== Data in this exercise ==
//! CLI command handlers

use anyhow::{Context, Result};
use clap::Subcommand;

use crate::config::{self, ConfigLoader, paths};

/// Configuration management subcommands
#[derive(Subcommand, Debug, Clone, PartialEq, Eq)]
pub enum ConfigSubcommand {
    /// Get a configuration value, or all of them
    Get {
        /// Configuration key (e.g., "namespace", "output")
        key: Option<String>,
    },
    /// List the effective configuration
    List,
    /// Show configuration file path
    Path,
    /// Validate configuration
    Validate,
}

/// Handle configuration subcommands
pub fn handle_config_command(cmd: ConfigSubcommand) -> Result<()> {
    match cmd {
        ConfigSubcommand::Get { key: Some(key) } => {
            let config = ConfigLoader::load().context("Failed to load configuration")?;
            println!("{}", config::get_config_value(&config, &key)?);
        }
        ConfigSubcommand::Get { key: None } => {
            let config = ConfigLoader::load().context("Failed to load configuration")?;
            for key in config::KEYS {
                println!("{}: {}", key, config::get_config_value(&config, key)?);
            }
        }
        ConfigSubcommand::List => {
            let config = ConfigLoader::load().context("Failed to load configuration")?;
            let yaml =
                serde_yaml::to_string(&config).context("Failed to serialize configuration")?;
            print!("{}", yaml);
        }
        ConfigSubcommand::Path => {
            println!("{}", paths::root_config_path().display());
        }
        ConfigSubcommand::Validate => {
            ConfigLoader::validate().context("Configuration validation failed")?;
            println!("Configuration is valid");
        }
    }

    Ok(())
}
//! Logging initialization

use std::path::PathBuf;

use anyhow::{Context, Result};
use tracing_subscriber::EnvFilter;

/// Initialize logging based on the debug flag
///
/// With `debug`, everything down to debug level goes to a temporary log file
/// whose path is returned. Otherwise only warnings are written, to stderr,
/// so stdout carries nothing but the report. `RUST_LOG` overrides the level
/// in both cases.
pub fn init_logging(debug: bool) -> Result<Option<PathBuf>> {
    if debug {
        let (file, path) = tempfile::Builder::new()
            .prefix("check-gke-ingress-")
            .suffix(".log")
            .tempfile()
            .context("Failed to create debug log file")?
            .keep()
            .context("Failed to persist debug log file")?;

        tracing_subscriber::fmt()
            .with_writer(file)
            .with_env_filter(env_filter("debug"))
            .with_ansi(false)
            .with_target(true)
            .with_file(true)
            .with_line_number(true)
            .init();

        Ok(Some(path))
    } else {
        tracing_subscriber::fmt()
            .with_writer(std::io::stderr)
            .with_env_filter(env_filter("warn"))
            .with_target(false)
            .init();

        Ok(None)
    }
}

fn env_filter(default_level: &str) -> EnvFilter {
    EnvFilter::try_from_default_env().unwrap_or_else(|_| EnvFilter::new(default_level))
}
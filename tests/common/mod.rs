//! Shared test fixtures
//!
//! `FakeCluster` is an in-memory snapshot implementing `ClusterAccessor`, so
//! the pipeline can be driven end to end without a Kubernetes API server.
//! Objects are built from `serde_json::json!` manifests.

#![allow(dead_code)]

use std::collections::BTreeMap;
use std::sync::atomic::{AtomicUsize, Ordering};

use async_trait::async_trait;
use check_gke_ingress::check::{AccessError, ClusterAccessor};
use check_gke_ingress::models::{BackendConfig, FrontendConfig, Ingress, ResourceKind, Service};
use serde_json::{Value, json};

type Key = (String, String);

fn key(namespace: &str, name: &str) -> Key {
    (namespace.to_string(), name.to_string())
}

/// In-memory cluster snapshot
#[derive(Default)]
pub struct FakeCluster {
    ingresses: BTreeMap<Key, Ingress>,
    services: BTreeMap<Key, Service>,
    backend_configs: BTreeMap<Key, BackendConfig>,
    frontend_configs: BTreeMap<Key, FrontendConfig>,
    fail_listing: bool,
    lookups: AtomicUsize,
}

impl FakeCluster {
    pub fn new() -> Self {
        Self::default()
    }

    pub fn with_ingress(mut self, ingress: Ingress) -> Self {
        let k = key(
            ingress.metadata.namespace.as_deref().unwrap_or_default(),
            ingress.metadata.name.as_deref().unwrap_or_default(),
        );
        self.ingresses.insert(k, ingress);
        self
    }

    pub fn with_service(mut self, service: Service) -> Self {
        let k = key(
            service.metadata.namespace.as_deref().unwrap_or_default(),
            service.metadata.name.as_deref().unwrap_or_default(),
        );
        self.services.insert(k, service);
        self
    }

    pub fn with_backend_config(mut self, backend_config: BackendConfig) -> Self {
        let k = key(
            backend_config.metadata.namespace.as_deref().unwrap_or_default(),
            backend_config.metadata.name.as_deref().unwrap_or_default(),
        );
        self.backend_configs.insert(k, backend_config);
        self
    }

    pub fn with_frontend_config(mut self, frontend_config: FrontendConfig) -> Self {
        let k = key(
            frontend_config.metadata.namespace.as_deref().unwrap_or_default(),
            frontend_config.metadata.name.as_deref().unwrap_or_default(),
        );
        self.frontend_configs.insert(k, frontend_config);
        self
    }

    /// Make `list_ingresses` fail
    pub fn failing_list(mut self) -> Self {
        self.fail_listing = true;
        self
    }

    /// Number of single-object lookups served so far
    pub fn lookups(&self) -> usize {
        self.lookups.load(Ordering::SeqCst)
    }

    fn lookup<T: Clone>(
        &self,
        objects: &BTreeMap<Key, T>,
        kind: ResourceKind,
        namespace: &str,
        name: &str,
    ) -> Result<T, AccessError> {
        self.lookups.fetch_add(1, Ordering::SeqCst);
        objects
            .get(&key(namespace, name))
            .cloned()
            .ok_or_else(|| AccessError::not_found(kind, namespace, name))
    }
}

#[async_trait]
impl ClusterAccessor for FakeCluster {
    async fn list_ingresses(&self, namespace: Option<String>) -> Result<Vec<Ingress>, AccessError> {
        if self.fail_listing {
            return Err(AccessError::not_found(
                ResourceKind::Ingress,
                namespace.as_deref().unwrap_or_default(),
                "",
            ));
        }
        Ok(self
            .ingresses
            .iter()
            .filter(|((ns, _), _)| namespace.as_deref().is_none_or(|wanted| wanted == ns.as_str()))
            .map(|(_, ingress)| ingress.clone())
            .collect())
    }

    async fn get_service(&self, namespace: &str, name: &str) -> Result<Service, AccessError> {
        self.lookup(&self.services, ResourceKind::Service, namespace, name)
    }

    async fn get_backend_config(
        &self,
        namespace: &str,
        name: &str,
    ) -> Result<BackendConfig, AccessError> {
        self.lookup(
            &self.backend_configs,
            ResourceKind::BackendConfig,
            namespace,
            name,
        )
    }

    async fn get_frontend_config(
        &self,
        namespace: &str,
        name: &str,
    ) -> Result<FrontendConfig, AccessError> {
        self.lookup(
            &self.frontend_configs,
            ResourceKind::FrontendConfig,
            namespace,
            name,
        )
    }
}

fn metadata(namespace: &str, name: &str, annotations: &[(&str, &str)]) -> Value {
    let annotations: serde_json::Map<String, Value> = annotations
        .iter()
        .map(|(k, v)| (k.to_string(), Value::String(v.to_string())))
        .collect();
    json!({
        "name": name,
        "namespace": namespace,
        "annotations": annotations,
    })
}

fn path_to(service: &str) -> Value {
    json!({
        "path": "/",
        "pathType": "Prefix",
        "backend": { "service": { "name": service, "port": { "number": 80 } } }
    })
}

/// Ingress with one rule per entry of `rules`, each routing to the listed services
pub fn ingress(
    namespace: &str,
    name: &str,
    annotations: &[(&str, &str)],
    default_backend: Option<&str>,
    rules: &[&[&str]],
) -> Ingress {
    let rules: Vec<Value> = rules
        .iter()
        .map(|services| {
            json!({
                "host": "example.com",
                "http": { "paths": services.iter().map(|s| path_to(s)).collect::<Vec<_>>() }
            })
        })
        .collect();

    let mut spec = json!({ "rules": rules });
    if let Some(service) = default_backend {
        spec["defaultBackend"] = json!({ "service": { "name": service, "port": { "number": 80 } } });
    }

    serde_json::from_value(json!({
        "apiVersion": "networking.k8s.io/v1",
        "kind": "Ingress",
        "metadata": metadata(namespace, name, annotations),
        "spec": spec,
    }))
    .expect("valid Ingress fixture")
}

pub fn service(namespace: &str, name: &str, annotations: &[(&str, &str)]) -> Service {
    serde_json::from_value(json!({
        "apiVersion": "v1",
        "kind": "Service",
        "metadata": metadata(namespace, name, annotations),
        "spec": { "ports": [ { "port": 80, "targetPort": 8080 } ] },
    }))
    .expect("valid Service fixture")
}

pub fn backend_config(namespace: &str, name: &str, spec: Value) -> BackendConfig {
    serde_json::from_value(json!({
        "apiVersion": "cloud.google.com/v1",
        "kind": "BackendConfig",
        "metadata": metadata(namespace, name, &[]),
        "spec": spec,
    }))
    .expect("valid BackendConfig fixture")
}

pub fn frontend_config(namespace: &str, name: &str) -> FrontendConfig {
    serde_json::from_value(json!({
        "apiVersion": "networking.gke.io/v1beta1",
        "kind": "FrontendConfig",
        "metadata": metadata(namespace, name, &[]),
        "spec": { "sslPolicy": "modern" },
    }))
    .expect("valid FrontendConfig fixture")
}

/// Health check spec with the given timeout and interval
pub fn health_check(timeout_sec: i64, check_interval_sec: i64) -> Value {
    json!({
        "healthCheck": {
            "timeoutSec": timeout_sec,
            "checkIntervalSec": check_interval_sec,
        }
    })
}
//! Version command handler

/// Display version information
pub fn display_version() {
    println!("{} {}", env!("CARGO_PKG_NAME"), env!("CARGO_PKG_VERSION"));
    println!("  {}", env!("CARGO_PKG_DESCRIPTION"));
    println!("  License: {}", env!("CARGO_PKG_LICENSE"));
}
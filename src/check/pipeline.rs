//! Check pipeline
//!
//! Walks the reference chain of every Ingress depth-first:
//!
//! ```text
//! Ingress ─┬─ FrontendConfig
//!          └─ rules / default backend ─ Service ─┬─ NEG (internal L7 only)
//!                                                ├─ app protocols
//!                                                └─ backend configs ─ BackendConfig ─ health check
//! ```
//!
//! A branch stops as soon as the object it hangs off is missing or its
//! reference cannot be parsed. Sibling branches are unaffected. Checks run one
//! at a time, and each Ingress gets its own [`ResourceReport`] so the record
//! order is the traversal order.

use crate::check::CheckError;
use crate::check::accessor::ClusterAccessor;
use crate::check::existence::{check_backend_config_existence, check_service_existence};
use crate::check::models::{CheckId, Report, ResourceReport};
use crate::check::rules::{
    check_app_protocol_annotation, check_backend_config_annotation, check_frontend_config,
    check_health_check_config, check_ingress_rule, check_l7_ilb_neg_annotation,
};
use crate::models::annotations::{self, BackendConfigs};
use crate::models::{Ingress, ResourceKind};

/// Runs every check against the objects reachable through an accessor
pub struct Pipeline<A> {
    accessor: A,
}

impl<A: ClusterAccessor> Pipeline<A> {
    pub fn new(accessor: A) -> Self {
        Self { accessor }
    }

    pub fn accessor(&self) -> &A {
        &self.accessor
    }

    /// Check every Ingress and fold a listing failure into the report
    pub async fn run(&self, namespace: Option<&str>) -> Report {
        match self.check_all_ingresses(namespace).await {
            Ok(resources) => Report::from_resources(resources),
            Err(e) => {
                tracing::error!("{}", e);
                Report::from_error(e)
            }
        }
    }

    /// Check every Ingress in `namespace`, or in all namespaces when `None`
    pub async fn check_all_ingresses(
        &self,
        namespace: Option<&str>,
    ) -> Result<Vec<ResourceReport>, CheckError> {
        let ingresses = self
            .accessor
            .list_ingresses(namespace.map(str::to_string))
            .await
            .map_err(CheckError::List)?;

        tracing::debug!("Checking {} ingresses", ingresses.len());

        let mut reports = Vec::with_capacity(ingresses.len());
        for ingress in &ingresses {
            reports.push(self.check_ingress(ingress).await);
        }
        Ok(reports)
    }

    /// Run the full chain for one Ingress
    pub async fn check_ingress(&self, ingress: &Ingress) -> ResourceReport {
        let namespace = ingress.metadata.namespace.clone().unwrap_or_default();
        let name = ingress.metadata.name.clone().unwrap_or_default();
        tracing::debug!("Checking ingress {}/{}", namespace, name);

        let mut report = ResourceReport::new(ResourceKind::Ingress, &namespace, &name);

        // The frontend config result never gates the backend side
        let frontend = check_frontend_config(&self.accessor, ingress).await;
        report.record(CheckId::FrontendConfigCheck, frontend);

        let service_names = collect_service_names(ingress, &mut report);
        let l7_ilb = annotations::is_l7_ilb(&ingress.metadata);

        for service_name in &service_names {
            self.check_service(&mut report, &namespace, service_name, l7_ilb)
                .await;
        }

        report
    }

    async fn check_service(
        &self,
        report: &mut ResourceReport,
        namespace: &str,
        service_name: &str,
        l7_ilb: bool,
    ) {
        let existence = check_service_existence(&self.accessor, namespace, service_name).await;
        let Some(service) = report.record(CheckId::ServiceExistenceCheck, existence) else {
            return;
        };

        if l7_ilb {
            report.record(
                CheckId::L7IlbNegAnnotationCheck,
                check_l7_ilb_neg_annotation(&service),
            );
        }
        report.record(
            CheckId::AppProtocolAnnotationCheck,
            check_app_protocol_annotation(&service),
        );

        let annotation = check_backend_config_annotation(&service);
        if let Some(configs) = report.record(CheckId::BackendConfigAnnotationCheck, annotation) {
            self.check_backend_configs(report, namespace, service_name, &configs)
                .await;
        }
    }

    async fn check_backend_configs(
        &self,
        report: &mut ResourceReport,
        namespace: &str,
        service_name: &str,
        configs: &BackendConfigs,
    ) {
        for name in configs.names() {
            let existence =
                check_backend_config_existence(&self.accessor, namespace, name, service_name)
                    .await;
            let Some(backend_config) = report.record(CheckId::BackendConfigExistenceCheck, existence)
            else {
                continue;
            };
            report.record(
                CheckId::HealthCheckConfigCheck,
                check_health_check_config(&backend_config, service_name),
            );
        }
    }
}

/// Service names referenced by an Ingress, in first-seen order
///
/// The default backend comes first, then every path of every rule that has an
/// HTTP value. Each rule's shape check is recorded as it is visited. Names are
/// not deduplicated.
pub fn collect_service_names(ingress: &Ingress, report: &mut ResourceReport) -> Vec<String> {
    let mut names = Vec::new();
    let Some(spec) = ingress.spec.as_ref() else {
        return names;
    };

    if let Some(service) = spec
        .default_backend
        .as_ref()
        .and_then(|backend| backend.service.as_ref())
    {
        names.push(service.name.clone());
    }

    for rule in spec.rules.iter().flatten() {
        let Some(http) = report.record(CheckId::IngressRuleCheck, check_ingress_rule(rule)) else {
            continue;
        };
        names.extend(
            http.paths
                .iter()
                .filter_map(|path| path.backend.service.as_ref())
                .map(|service| service.name.clone()),
        );
    }

    names
}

== Task description ==
Go through the listing above and write out exactly the lines starting with the one holding "self.lookups.fetch_add(1, Ordering::SeqCst);" and running through the one holding "annotations: &[(&str, &str)]) -> Value", ends included, and no others.

== Reply to the exercise ==
        self.lookups.fetch_add(1, Ordering::SeqCst);
        objects
            .get(&key(namespace, name))
            .cloned()
            .ok_or_else(|| AccessError::not_found(kind, namespace, name))
    }
}

#[async_trait]
impl ClusterAccessor for FakeCluster {
    async fn list_ingresses(&self, namespace: Option<String>) -> Result<Vec<Ingress>, AccessError> {
        if self.fail_listing {
            return Err(AccessError::not_found(
                ResourceKind::Ingress,
                namespace.as_deref().unwrap_or_default(),
                "",
            ));
        }
        Ok(self
            .ingresses
            .iter()
            .filter(|((ns, _), _)| namespace.as_deref().is_none_or(|wanted| wanted == ns.as_str()))
            .map(|(_, ingress)| ingress.clone())
            .collect())
    }

    async fn get_service(&self, namespace: &str, name: &str) -> Result<Service, AccessError> {
        self.lookup(&self.services, ResourceKind::Service, namespace, name)
    }

    async fn get_backend_config(
        &self,
        namespace: &str,
        name: &str,
    ) -> Result<BackendConfig, AccessError> {
        self.lookup(
            &self.backend_configs,
            ResourceKind::BackendConfig,
            namespace,
            name,
        )
    }

    async fn get_frontend_config(
        &self,
        namespace: &str,
        name: &str,
    ) -> Result<FrontendConfig, AccessError> {
        self.lookup(
            &self.frontend_configs,
            ResourceKind::FrontendConfig,
            namespace,
            name,
        )
    }
}

fn metadata(namespace: &str, name: &str, annotations: &[(&str, &str)]) -> Value {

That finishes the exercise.